14 Summary of Instance-level Exploration
In Part II of the book, we introduced a number of techniques for exploration and explanation of a model’s predictions for individual instances. Each chapter was devoted to a single technique. In practice, these techniques are rarely used separately. Rather, it is more informative to combine different insights offered by each technique into a more holistic overview.
Figure 14.1 offers a graphical illustration of the idea. The graph includes results of four different instance-level explanation techniques applied to the random-forest model (Section 5.2.2) for the Titanic data (Section 5.1). The instance of interest is Johnny D, an 8-year-old boy who embarked in Southampton and travelled in the first class with no parents nor siblings, and with a ticket costing 72 pounds (Section 5.2.5). Recall that the goal is to predict the probability of survival of Johnny D.

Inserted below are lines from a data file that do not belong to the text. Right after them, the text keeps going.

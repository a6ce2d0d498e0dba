use macroquad::prelude::*;

use crate::bullet::Bullet;
use crate::helpers::{Circle, angle_between, clamp_center_to_bounds, distance, normalize};

pub const AGGRO_RANGE: f32 = 400.0;
pub const CHARGE_TRIGGER_RANGE: f32 = 150.0;

#[derive(Clone, Copy, Debug, PartialEq, Eq, Hash)]
pub enum Archetype {
    Slime,
    GreenSlime,
    Golem,
    Dog,
    MushroomBoss,
}

impl Archetype {
    pub const ALL: [Archetype; 5] = [
        Self::Slime,
        Self::GreenSlime,
        Self::Golem,
        Self::Dog,
        Self::MushroomBoss,
    ];

    /// Unknown names fall back to the slime stat block.
    pub fn from_name(name: &str) -> Self {
        match name {
            "green_slime" => Self::GreenSlime,
            "golem" => Self::Golem,
            "dog" => Self::Dog,
            "mushroom_boss" => Self::MushroomBoss,
            _ => Self::Slime,
        }
    }

    pub fn name(self) -> &'static str {
        match self {
            Self::Slime => "slime",
            Self::GreenSlime => "green_slime",
            Self::Golem => "golem",
            Self::Dog => "dog",
            Self::MushroomBoss => "mushroom_boss",
        }
    }

    pub fn stats(self) -> EnemyStats {
        match self {
            Self::Slime => EnemyStats {
                radius: 20.0,
                max_health: 30.0,
                speed: 80.0,
                damage: 5.0,
                attack_range: 30.0,
                attack_cooldown: 1.5,
                color: Color::from_hex(0x4a9e4a),
                ranged: None,
                charge: None,
                gold_drop: (5, 15),
                is_boss: false,
            },
            Self::GreenSlime => EnemyStats {
                radius: 22.0,
                max_health: 40.0,
                speed: 70.0,
                damage: 8.0,
                attack_range: 200.0,
                attack_cooldown: 2.0,
                color: Color::from_hex(0x2d7a2d),
                ranged: Some(RangedAttack {
                    bullet_speed: 150.0,
                    pattern: FirePattern::Aimed,
                }),
                charge: None,
                gold_drop: (5, 15),
                is_boss: false,
            },
            Self::Golem => EnemyStats {
                radius: 35.0,
                max_health: 150.0,
                speed: 100.0,
                damage: 15.0,
                attack_range: 50.0,
                attack_cooldown: 2.5,
                color: Color::from_hex(0x8b7355),
                ranged: None,
                charge: Some(ChargeAttack {
                    speed: 300.0,
                    cooldown: 3.0,
                }),
                gold_drop: (20, 40),
                is_boss: false,
            },
            Self::Dog => EnemyStats {
                radius: 25.0,
                max_health: 60.0,
                speed: 120.0,
                damage: 10.0,
                attack_range: 40.0,
                attack_cooldown: 1.8,
                color: Color::from_hex(0x654321),
                ranged: None,
                charge: Some(ChargeAttack {
                    speed: 250.0,
                    cooldown: 2.5,
                }),
                gold_drop: (10, 25),
                is_boss: false,
            },
            Self::MushroomBoss => EnemyStats {
                radius: 50.0,
                max_health: 300.0,
                speed: 60.0,
                damage: 20.0,
                attack_range: 300.0,
                attack_cooldown: 1.5,
                color: Color::from_hex(0x8b4513),
                ranged: Some(RangedAttack {
                    bullet_speed: 120.0,
                    pattern: FirePattern::Radial { count: 8 },
                }),
                charge: None,
                gold_drop: (100, 200),
                is_boss: true,
            },
        }
    }
}

#[derive(Clone, Copy, Debug, PartialEq)]
pub enum FirePattern {
    /// One shot at the player's current position.
    Aimed,
    /// `count` shots evenly spaced around a full circle.
    Radial { count: u32 },
}

#[derive(Clone, Copy, Debug, PartialEq)]
pub struct RangedAttack {
    pub bullet_speed: f32,
    pub pattern: FirePattern,
}

#[derive(Clone, Copy, Debug, PartialEq)]
pub struct ChargeAttack {
    pub speed: f32,
    pub cooldown: f32,
}

#[derive(Clone, Copy, Debug, PartialEq)]
pub struct EnemyStats {
    pub radius: f32,
    pub max_health: f32,
    pub speed: f32,
    pub damage: f32,
    pub attack_range: f32,
    pub attack_cooldown: f32,
    pub color: Color,
    pub ranged: Option<RangedAttack>,
    pub charge: Option<ChargeAttack>,
    /// Inclusive gold payout range.
    pub gold_drop: (u32, u32),
    pub is_boss: bool,
}

impl EnemyStats {
    pub fn is_ranged(&self) -> bool {
        self.ranged.is_some()
    }
}

#[derive(Clone, Copy, Debug, PartialEq, Eq)]
pub enum EnemyState {
    Idle,
    Chase,
}

#[derive(Clone, Copy, Debug, PartialEq)]
pub struct DamageEvent {
    pub amount: f32,
}

/// Per-frame view of the world an enemy reacts to. Spawned bullets and melee
/// hits are queued here and applied by the room after every enemy has run.
pub struct EnemyContext {
    pub player_pos: Vec2,
    pub bounds: Vec2,
    pub spawns: Vec<Bullet>,
    pub damage_events: Vec<DamageEvent>,
}

impl EnemyContext {
    pub fn new(player_pos: Vec2, bounds: Vec2) -> Self {
        Self {
            player_pos,
            bounds,
            spawns: Vec::new(),
            damage_events: Vec::new(),
        }
    }
}

#[derive(Clone, Debug)]
pub struct Enemy {
    pos: Vec2,
    archetype: Archetype,
    stats: EnemyStats,
    health: f32,
    active: bool,
    state: EnemyState,
    state_timer: f32,
    last_attack_time: f32,
    charge_timer: f32,
    velocity: Vec2,
    gold_dropped: bool,
}

impl Enemy {
    pub fn new(pos: Vec2, archetype: Archetype) -> Self {
        let stats = archetype.stats();
        Self {
            pos,
            archetype,
            stats,
            health: stats.max_health,
            active: true,
            state: EnemyState::Idle,
            state_timer: 0.0,
            last_attack_time: 0.0,
            charge_timer: 0.0,
            velocity: Vec2::ZERO,
            gold_dropped: false,
        }
    }

    pub fn update(&mut self, dt: f32, ctx: &mut EnemyContext) {
        if !self.active {
            return;
        }

        self.state_timer += dt;
        self.last_attack_time += dt;
        self.charge_timer += dt;

        let to_player = distance(self.pos, ctx.player_pos);
        let next_state = if to_player < AGGRO_RANGE {
            EnemyState::Chase
        } else {
            EnemyState::Idle
        };
        if next_state != self.state {
            self.state = next_state;
            self.state_timer = 0.0;
        }

        if self.state == EnemyState::Idle {
            self.velocity = Vec2::ZERO;
            return;
        }

        let dir = normalize(ctx.player_pos - self.pos);
        let speed = match self.stats.charge {
            Some(charge)
                if self.charge_timer >= charge.cooldown && to_player < CHARGE_TRIGGER_RANGE =>
            {
                self.charge_timer = 0.0;
                charge.speed
            }
            _ => self.stats.speed,
        };
        self.velocity = dir * speed;
        self.pos += self.velocity * dt;
        self.pos = clamp_center_to_bounds(self.pos, Vec2::splat(self.stats.radius), ctx.bounds);

        if to_player <= self.stats.attack_range
            && self.last_attack_time >= self.stats.attack_cooldown
        {
            match self.stats.ranged {
                Some(ranged) => self.ranged_attack(ranged, ctx),
                None => self.melee_attack(ctx),
            }
            self.last_attack_time = 0.0;
        }
    }

    fn melee_attack(&self, ctx: &mut EnemyContext) {
        if distance(self.pos, ctx.player_pos) <= self.stats.attack_range {
            ctx.damage_events.push(DamageEvent {
                amount: self.stats.damage,
            });
        }
    }

    fn ranged_attack(&self, ranged: RangedAttack, ctx: &mut EnemyContext) {
        match ranged.pattern {
            FirePattern::Radial { count } => {
                let step = std::f32::consts::TAU / count.max(1) as f32;
                for i in 0..count {
                    ctx.spawns.push(Bullet::enemy(
                        self.pos,
                        step * i as f32,
                        ranged.bullet_speed,
                        self.stats.damage,
                    ));
                }
            }
            FirePattern::Aimed => {
                let angle = angle_between(self.pos, ctx.player_pos);
                ctx.spawns.push(Bullet::enemy(
                    self.pos,
                    angle,
                    ranged.bullet_speed,
                    self.stats.damage,
                ));
            }
        }
    }

    /// Returns true only on the hit that kills the enemy.
    pub fn take_damage(&mut self, amount: f32) -> bool {
        debug_assert!(amount >= 0.0, "negative damage {amount}");
        if !self.active {
            return false;
        }
        self.health -= amount;
        if self.health <= 0.0 {
            self.health = 0.0;
            self.active = false;
            return true;
        }
        false
    }

    /// Gold for a dead enemy, paid at most once.
    pub fn award_gold(&mut self) -> Option<u32> {
        if self.active || self.gold_dropped {
            return None;
        }
        self.gold_dropped = true;
        let (low, high) = self.stats.gold_drop;
        Some(macroquad::rand::gen_range(low, high + 1))
    }

    pub fn restore_health(&mut self, health: f32) {
        if self.active {
            self.health = health.clamp(0.0, self.stats.max_health);
        }
    }

    pub fn collision_shape(&self) -> Circle {
        Circle::new(self.pos, self.stats.radius)
    }

    pub fn position(&self) -> Vec2 {
        self.pos
    }

    pub fn set_position(&mut self, pos: Vec2) {
        self.pos = pos;
    }

    pub fn archetype(&self) -> Archetype {
        self.archetype
    }

    pub fn stats(&self) -> &EnemyStats {
        &self.stats
    }

    pub fn radius(&self) -> f32 {
        self.stats.radius
    }

    pub fn health(&self) -> f32 {
        self.health
    }

    pub fn max_health(&self) -> f32 {
        self.stats.max_health
    }

    pub fn health_fraction(&self) -> f32 {
        self.health / self.stats.max_health
    }

    pub fn is_active(&self) -> bool {
        self.active
    }

    pub fn is_boss(&self) -> bool {
        self.stats.is_boss
    }

    pub fn state(&self) -> EnemyState {
        self.state
    }

    pub fn state_timer(&self) -> f32 {
        self.state_timer
    }

    pub fn velocity(&self) -> Vec2 {
        self.velocity
    }

    pub fn gold_dropped(&self) -> bool {
        self.gold_dropped
    }
}

#[cfg(test)]
mod tests {
    use super::*;

    const BOUNDS: Vec2 = Vec2::new(1280.0, 768.0);

    #[test]
    fn unknown_archetype_uses_slime_stats() {
        assert_eq!(Archetype::from_name("wraith"), Archetype::Slime);
        for archetype in Archetype::ALL {
            assert_eq!(Archetype::from_name(archetype.name()), archetype);
        }
    }

    #[test]
    fn idle_beyond_aggro_range() {
        let mut enemy = Enemy::new(vec2(100.0, 100.0), Archetype::Slime);
        let mut ctx = EnemyContext::new(vec2(600.0, 100.0), BOUNDS);
        enemy.update(0.1, &mut ctx);
        assert_eq!(enemy.state(), EnemyState::Idle);
        assert_eq!(enemy.velocity(), Vec2::ZERO);
        assert_eq!(enemy.position(), vec2(100.0, 100.0));
    }

    #[test]
    fn chases_toward_player_at_speed() {
        let mut enemy = Enemy::new(vec2(100.0, 100.0), Archetype::Slime);
        let mut ctx = EnemyContext::new(vec2(300.0, 100.0), BOUNDS);
        enemy.update(0.5, &mut ctx);
        assert_eq!(enemy.state(), EnemyState::Chase);
        assert!((enemy.position().x - 140.0).abs() < 1e-4);
        assert!(ctx.damage_events.is_empty());
    }

    #[test]
    fn charger_bursts_after_cooldown_when_close() {
        let mut dog = Enemy::new(vec2(100.0, 100.0), Archetype::Dog);
        let mut ctx = EnemyContext::new(vec2(200.0, 100.0), BOUNDS);
        dog.update(1.0, &mut ctx);
        assert!((dog.velocity().length() - 120.0).abs() < 1e-3);

        dog.set_position(vec2(100.0, 100.0));
        dog.update(1.5, &mut ctx);
        assert!((dog.velocity().length() - 250.0).abs() < 1e-3);

        dog.set_position(vec2(100.0, 100.0));
        dog.update(0.01, &mut ctx);
        assert!((dog.velocity().length() - 120.0).abs() < 1e-3);
    }

    #[test]
    fn melee_attack_respects_cooldown() {
        let mut slime = Enemy::new(vec2(100.0, 100.0), Archetype::Slime);
        let player = vec2(120.0, 100.0);
        let mut ctx = EnemyContext::new(player, BOUNDS);
        slime.update(1.0, &mut ctx);
        assert!(ctx.damage_events.is_empty());

        slime.set_position(vec2(100.0, 100.0));
        slime.update(0.6, &mut ctx);
        assert_eq!(ctx.damage_events, vec![DamageEvent { amount: 5.0 }]);

        slime.set_position(vec2(100.0, 100.0));
        slime.update(0.1, &mut ctx);
        assert_eq!(ctx.damage_events.len(), 1);
    }

    #[test]
    fn boss_fires_radial_volley() {
        let mut boss = Enemy::new(vec2(400.0, 400.0), Archetype::MushroomBoss);
        let mut ctx = EnemyContext::new(vec2(500.0, 400.0), BOUNDS);
        boss.update(1.6, &mut ctx);
        assert_eq!(ctx.spawns.len(), 8);
        let step = std::f32::consts::TAU / 8.0;
        for (i, bullet) in ctx.spawns.iter().enumerate() {
            assert!((bullet.angle() - step * i as f32).abs() < 1e-5);
            assert!(!bullet.is_player_owned());
        }
    }

    #[test]
    fn green_slime_aims_at_player() {
        let mut shooter = Enemy::new(vec2(100.0, 100.0), Archetype::GreenSlime);
        let mut ctx = EnemyContext::new(vec2(100.0, 250.0), BOUNDS);
        shooter.update(2.0, &mut ctx);
        assert_eq!(ctx.spawns.len(), 1);
        assert!((ctx.spawns[0].angle() - std::f32::consts::FRAC_PI_2).abs() < 1e-5);
    }

    #[test]
    fn take_damage_reports_death_once() {
        let mut slime = Enemy::new(Vec2::ZERO, Archetype::Slime);
        assert!(!slime.take_damage(10.0));
        assert!(!slime.take_damage(10.0));
        assert!(slime.take_damage(15.0));
        assert_eq!(slime.health(), 0.0);
        assert!(!slime.is_active());
        assert!(!slime.take_damage(10.0));
        assert_eq!(slime.health(), 0.0);
    }

    #[test]
    fn gold_awarded_once_within_range() {
        let mut dog = Enemy::new(Vec2::ZERO, Archetype::Dog);
        assert_eq!(dog.award_gold(), None);
        dog.take_damage(100.0);
        let gold = dog.award_gold().expect("dead enemy pays out");
        assert!((10..=25).contains(&gold));
        assert_eq!(dog.award_gold(), None);
    }

    #[test]
    fn dead_enemy_is_frozen() {
        let mut slime = Enemy::new(vec2(100.0, 100.0), Archetype::Slime);
        slime.take_damage(30.0);
        let mut ctx = EnemyContext::new(vec2(120.0, 100.0), BOUNDS);
        slime.update(5.0, &mut ctx);
        assert_eq!(slime.position(), vec2(100.0, 100.0));
        assert!(ctx.damage_events.is_empty());
    }
}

The plots in the first row of Figure 14.1 show results of application of various variable-attiribution and variable-importance methods like break-down (BD) plots (Chapter 7), Shapley values (Chapter 9), and local interpretable model-agnostic explanations (LIME, see Chapter 10). The results consistently suggest that the most important explanatory variables from a point of view of prediction of the probability of survival for Johnny D are age, gender, class, and fare. Note, however, that the picture offered by the additive decompositions may not be entirely correct, because fare and class are correlated, and there may be an interaction between the efects of age and gender.
The plots in the second row of Figure 14.1 show ceteris-paribus (CP) profiles (see Chapter 11) for these four most important explanatory variables for Johnny D. The profiles suggest that increasing age or changing the travel class to the second class or to “restaurant staff” would decrease the predicted probability of survival. On the other hand, decreasing the ticket fare, changing gender to female or changing the travel class to “deck crew” would increase the probability.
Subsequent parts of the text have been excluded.